BEGIN

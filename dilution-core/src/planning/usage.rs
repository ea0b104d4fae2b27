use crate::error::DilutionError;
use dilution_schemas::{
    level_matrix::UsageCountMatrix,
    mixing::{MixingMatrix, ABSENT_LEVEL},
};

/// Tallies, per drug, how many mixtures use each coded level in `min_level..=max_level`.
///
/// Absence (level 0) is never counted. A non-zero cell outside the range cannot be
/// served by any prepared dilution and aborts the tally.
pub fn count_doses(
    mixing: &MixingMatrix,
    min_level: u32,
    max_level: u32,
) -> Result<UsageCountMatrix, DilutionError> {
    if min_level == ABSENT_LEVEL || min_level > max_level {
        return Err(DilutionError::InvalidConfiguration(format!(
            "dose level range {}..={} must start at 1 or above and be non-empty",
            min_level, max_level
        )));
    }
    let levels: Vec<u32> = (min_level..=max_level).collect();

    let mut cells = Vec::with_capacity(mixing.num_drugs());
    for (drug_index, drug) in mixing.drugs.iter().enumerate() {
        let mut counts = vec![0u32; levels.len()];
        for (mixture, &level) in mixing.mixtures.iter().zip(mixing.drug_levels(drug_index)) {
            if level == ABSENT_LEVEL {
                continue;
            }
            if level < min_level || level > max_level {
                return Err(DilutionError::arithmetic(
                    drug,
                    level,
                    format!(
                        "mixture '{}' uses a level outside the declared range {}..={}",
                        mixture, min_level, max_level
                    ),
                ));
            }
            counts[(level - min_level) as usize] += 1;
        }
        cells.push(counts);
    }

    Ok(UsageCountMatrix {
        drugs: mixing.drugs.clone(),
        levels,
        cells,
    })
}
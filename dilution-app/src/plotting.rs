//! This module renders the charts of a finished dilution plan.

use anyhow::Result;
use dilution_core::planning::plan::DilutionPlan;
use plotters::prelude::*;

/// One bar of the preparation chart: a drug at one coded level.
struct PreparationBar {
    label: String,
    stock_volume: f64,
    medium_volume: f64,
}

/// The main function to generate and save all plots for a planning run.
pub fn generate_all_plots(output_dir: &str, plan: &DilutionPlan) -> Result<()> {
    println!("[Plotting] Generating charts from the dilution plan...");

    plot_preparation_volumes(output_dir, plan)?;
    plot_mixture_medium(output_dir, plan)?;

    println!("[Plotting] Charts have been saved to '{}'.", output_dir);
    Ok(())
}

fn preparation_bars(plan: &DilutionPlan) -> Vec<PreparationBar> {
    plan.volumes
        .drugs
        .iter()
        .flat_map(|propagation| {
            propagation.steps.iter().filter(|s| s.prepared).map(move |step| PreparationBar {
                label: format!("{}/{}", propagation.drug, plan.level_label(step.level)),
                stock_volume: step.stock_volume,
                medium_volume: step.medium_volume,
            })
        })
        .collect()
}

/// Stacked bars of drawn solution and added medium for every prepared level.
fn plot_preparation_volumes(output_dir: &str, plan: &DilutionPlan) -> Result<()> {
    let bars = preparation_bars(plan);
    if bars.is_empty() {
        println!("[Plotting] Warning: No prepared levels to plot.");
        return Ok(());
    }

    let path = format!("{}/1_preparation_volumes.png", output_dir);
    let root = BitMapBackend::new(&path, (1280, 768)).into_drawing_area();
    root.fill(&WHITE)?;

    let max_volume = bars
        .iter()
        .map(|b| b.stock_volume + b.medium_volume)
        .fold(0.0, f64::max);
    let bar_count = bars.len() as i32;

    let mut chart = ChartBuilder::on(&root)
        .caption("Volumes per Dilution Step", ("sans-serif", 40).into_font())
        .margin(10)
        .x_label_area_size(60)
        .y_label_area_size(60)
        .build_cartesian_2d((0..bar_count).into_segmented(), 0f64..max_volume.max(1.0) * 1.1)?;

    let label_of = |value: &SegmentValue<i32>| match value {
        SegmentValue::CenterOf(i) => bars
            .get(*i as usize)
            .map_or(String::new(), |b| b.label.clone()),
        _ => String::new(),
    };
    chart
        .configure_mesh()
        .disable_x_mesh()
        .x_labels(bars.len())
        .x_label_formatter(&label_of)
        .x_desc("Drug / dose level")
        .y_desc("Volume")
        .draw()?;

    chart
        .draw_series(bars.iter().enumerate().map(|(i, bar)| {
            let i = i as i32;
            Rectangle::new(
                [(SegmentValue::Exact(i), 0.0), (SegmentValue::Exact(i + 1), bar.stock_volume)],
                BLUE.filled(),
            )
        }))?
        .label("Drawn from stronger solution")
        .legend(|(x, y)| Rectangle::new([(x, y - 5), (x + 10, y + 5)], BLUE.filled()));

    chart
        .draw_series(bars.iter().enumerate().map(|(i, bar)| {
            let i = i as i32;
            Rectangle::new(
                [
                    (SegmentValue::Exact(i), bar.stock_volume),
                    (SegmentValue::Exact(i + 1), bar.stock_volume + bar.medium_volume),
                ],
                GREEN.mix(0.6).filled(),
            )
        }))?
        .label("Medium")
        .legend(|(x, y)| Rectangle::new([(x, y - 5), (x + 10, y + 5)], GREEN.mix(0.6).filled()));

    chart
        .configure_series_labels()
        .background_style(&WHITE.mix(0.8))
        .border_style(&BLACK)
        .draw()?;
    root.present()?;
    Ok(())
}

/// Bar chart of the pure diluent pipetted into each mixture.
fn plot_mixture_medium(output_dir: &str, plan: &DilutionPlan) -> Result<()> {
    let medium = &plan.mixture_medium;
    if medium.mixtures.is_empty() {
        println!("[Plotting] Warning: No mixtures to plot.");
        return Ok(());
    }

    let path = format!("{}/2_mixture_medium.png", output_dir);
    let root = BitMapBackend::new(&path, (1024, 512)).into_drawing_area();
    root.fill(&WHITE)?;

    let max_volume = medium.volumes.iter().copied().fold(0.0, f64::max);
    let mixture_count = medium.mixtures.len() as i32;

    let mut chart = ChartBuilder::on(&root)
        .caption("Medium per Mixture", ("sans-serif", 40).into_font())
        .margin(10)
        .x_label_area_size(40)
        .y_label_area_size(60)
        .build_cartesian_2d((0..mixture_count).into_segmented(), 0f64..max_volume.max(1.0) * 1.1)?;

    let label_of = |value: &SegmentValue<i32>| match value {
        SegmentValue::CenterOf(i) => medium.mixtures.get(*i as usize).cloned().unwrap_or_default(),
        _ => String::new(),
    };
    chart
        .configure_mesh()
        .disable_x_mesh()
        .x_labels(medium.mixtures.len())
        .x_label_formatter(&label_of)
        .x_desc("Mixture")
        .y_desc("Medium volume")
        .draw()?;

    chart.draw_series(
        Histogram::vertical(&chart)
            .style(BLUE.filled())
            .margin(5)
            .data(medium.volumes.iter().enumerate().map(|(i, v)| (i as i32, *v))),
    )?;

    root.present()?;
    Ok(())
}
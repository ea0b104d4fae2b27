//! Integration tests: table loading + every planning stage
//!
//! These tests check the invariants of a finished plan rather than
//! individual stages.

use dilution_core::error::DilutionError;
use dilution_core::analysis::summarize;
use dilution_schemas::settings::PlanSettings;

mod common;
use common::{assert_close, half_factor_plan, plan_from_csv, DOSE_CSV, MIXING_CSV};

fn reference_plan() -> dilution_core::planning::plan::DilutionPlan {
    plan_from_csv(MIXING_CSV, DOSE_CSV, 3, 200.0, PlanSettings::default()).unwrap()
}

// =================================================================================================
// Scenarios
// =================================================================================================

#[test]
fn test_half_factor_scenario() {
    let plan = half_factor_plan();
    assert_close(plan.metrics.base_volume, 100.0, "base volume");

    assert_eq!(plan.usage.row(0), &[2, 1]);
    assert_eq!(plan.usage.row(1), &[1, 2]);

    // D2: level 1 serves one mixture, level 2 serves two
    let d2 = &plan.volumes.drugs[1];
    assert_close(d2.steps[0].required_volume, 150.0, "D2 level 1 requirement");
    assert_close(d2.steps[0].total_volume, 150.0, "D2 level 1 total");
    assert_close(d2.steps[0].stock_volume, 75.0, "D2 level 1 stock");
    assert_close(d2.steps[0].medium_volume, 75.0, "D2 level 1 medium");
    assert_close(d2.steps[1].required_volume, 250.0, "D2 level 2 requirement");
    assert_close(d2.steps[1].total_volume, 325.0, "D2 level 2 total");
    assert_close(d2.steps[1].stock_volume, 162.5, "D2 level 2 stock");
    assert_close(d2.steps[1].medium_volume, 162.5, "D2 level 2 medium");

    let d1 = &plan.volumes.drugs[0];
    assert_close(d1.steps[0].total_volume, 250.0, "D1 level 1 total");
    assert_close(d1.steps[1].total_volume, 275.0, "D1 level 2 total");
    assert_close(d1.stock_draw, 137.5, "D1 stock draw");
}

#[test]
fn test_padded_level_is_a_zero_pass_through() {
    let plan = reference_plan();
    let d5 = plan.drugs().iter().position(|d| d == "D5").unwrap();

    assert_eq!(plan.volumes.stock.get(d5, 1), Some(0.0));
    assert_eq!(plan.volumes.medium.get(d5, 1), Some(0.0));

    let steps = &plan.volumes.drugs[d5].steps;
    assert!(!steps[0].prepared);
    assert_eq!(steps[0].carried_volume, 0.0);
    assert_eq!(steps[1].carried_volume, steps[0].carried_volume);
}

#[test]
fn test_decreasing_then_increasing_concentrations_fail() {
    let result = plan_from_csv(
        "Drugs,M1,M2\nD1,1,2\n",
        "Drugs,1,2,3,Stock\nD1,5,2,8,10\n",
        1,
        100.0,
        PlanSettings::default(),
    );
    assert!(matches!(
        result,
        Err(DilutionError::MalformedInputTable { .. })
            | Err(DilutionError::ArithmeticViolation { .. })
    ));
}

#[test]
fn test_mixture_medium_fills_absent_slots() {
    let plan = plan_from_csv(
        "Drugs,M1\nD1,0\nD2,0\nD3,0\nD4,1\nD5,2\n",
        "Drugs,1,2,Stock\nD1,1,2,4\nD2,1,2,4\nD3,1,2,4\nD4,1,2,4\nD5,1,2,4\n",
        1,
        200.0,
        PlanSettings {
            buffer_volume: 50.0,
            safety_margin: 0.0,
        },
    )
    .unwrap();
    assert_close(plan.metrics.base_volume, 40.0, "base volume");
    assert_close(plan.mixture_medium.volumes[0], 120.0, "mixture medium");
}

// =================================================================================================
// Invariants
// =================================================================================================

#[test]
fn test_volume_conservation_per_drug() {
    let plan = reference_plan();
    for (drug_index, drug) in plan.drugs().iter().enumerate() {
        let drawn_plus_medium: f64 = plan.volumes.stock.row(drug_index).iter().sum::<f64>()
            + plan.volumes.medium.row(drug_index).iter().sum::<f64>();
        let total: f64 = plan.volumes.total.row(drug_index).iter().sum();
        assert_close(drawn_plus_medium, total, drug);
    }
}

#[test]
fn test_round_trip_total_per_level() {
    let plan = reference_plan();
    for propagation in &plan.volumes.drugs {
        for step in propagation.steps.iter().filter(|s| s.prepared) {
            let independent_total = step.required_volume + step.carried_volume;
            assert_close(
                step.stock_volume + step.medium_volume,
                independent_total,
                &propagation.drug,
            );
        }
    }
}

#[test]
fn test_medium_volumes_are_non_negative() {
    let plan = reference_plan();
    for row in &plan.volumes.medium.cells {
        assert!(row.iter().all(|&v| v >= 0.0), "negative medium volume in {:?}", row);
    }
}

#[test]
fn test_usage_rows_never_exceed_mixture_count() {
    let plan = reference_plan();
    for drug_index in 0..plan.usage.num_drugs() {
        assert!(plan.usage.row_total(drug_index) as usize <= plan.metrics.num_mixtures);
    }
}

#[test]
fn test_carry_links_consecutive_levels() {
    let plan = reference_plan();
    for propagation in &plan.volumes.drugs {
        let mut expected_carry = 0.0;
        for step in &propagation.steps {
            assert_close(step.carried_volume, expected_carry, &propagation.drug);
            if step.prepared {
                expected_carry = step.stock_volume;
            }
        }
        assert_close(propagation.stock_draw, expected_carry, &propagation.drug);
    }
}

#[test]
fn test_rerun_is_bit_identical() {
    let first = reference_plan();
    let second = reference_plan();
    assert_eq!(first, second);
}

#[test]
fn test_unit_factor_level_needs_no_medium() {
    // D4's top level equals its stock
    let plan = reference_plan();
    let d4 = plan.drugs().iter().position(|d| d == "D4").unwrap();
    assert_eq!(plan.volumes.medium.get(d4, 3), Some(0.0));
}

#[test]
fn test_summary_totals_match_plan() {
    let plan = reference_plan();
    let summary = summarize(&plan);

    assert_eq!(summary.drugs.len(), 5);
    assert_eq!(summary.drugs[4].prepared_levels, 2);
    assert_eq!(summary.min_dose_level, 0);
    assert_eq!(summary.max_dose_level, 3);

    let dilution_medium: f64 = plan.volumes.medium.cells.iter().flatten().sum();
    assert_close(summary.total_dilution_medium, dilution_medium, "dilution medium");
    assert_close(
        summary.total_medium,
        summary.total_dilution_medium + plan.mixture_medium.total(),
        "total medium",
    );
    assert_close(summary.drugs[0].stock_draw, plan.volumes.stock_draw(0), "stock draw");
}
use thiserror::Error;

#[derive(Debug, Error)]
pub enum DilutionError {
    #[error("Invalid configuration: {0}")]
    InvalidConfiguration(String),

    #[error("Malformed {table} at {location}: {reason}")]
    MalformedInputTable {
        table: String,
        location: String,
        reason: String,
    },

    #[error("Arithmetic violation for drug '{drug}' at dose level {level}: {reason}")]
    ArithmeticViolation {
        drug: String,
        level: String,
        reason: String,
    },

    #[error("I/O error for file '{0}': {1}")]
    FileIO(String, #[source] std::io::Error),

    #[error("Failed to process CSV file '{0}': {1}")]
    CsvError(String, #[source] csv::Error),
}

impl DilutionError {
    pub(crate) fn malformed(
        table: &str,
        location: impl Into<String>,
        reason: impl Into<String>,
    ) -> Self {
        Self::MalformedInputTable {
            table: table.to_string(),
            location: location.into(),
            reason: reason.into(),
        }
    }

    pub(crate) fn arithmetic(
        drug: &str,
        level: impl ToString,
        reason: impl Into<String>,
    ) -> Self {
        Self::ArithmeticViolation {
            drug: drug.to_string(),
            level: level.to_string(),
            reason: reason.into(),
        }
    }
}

END

→ **What to produce**
Find out how many lines of the listing above include the word "UsageCountMatrix", and give that number alone.

→ **Your solution**
3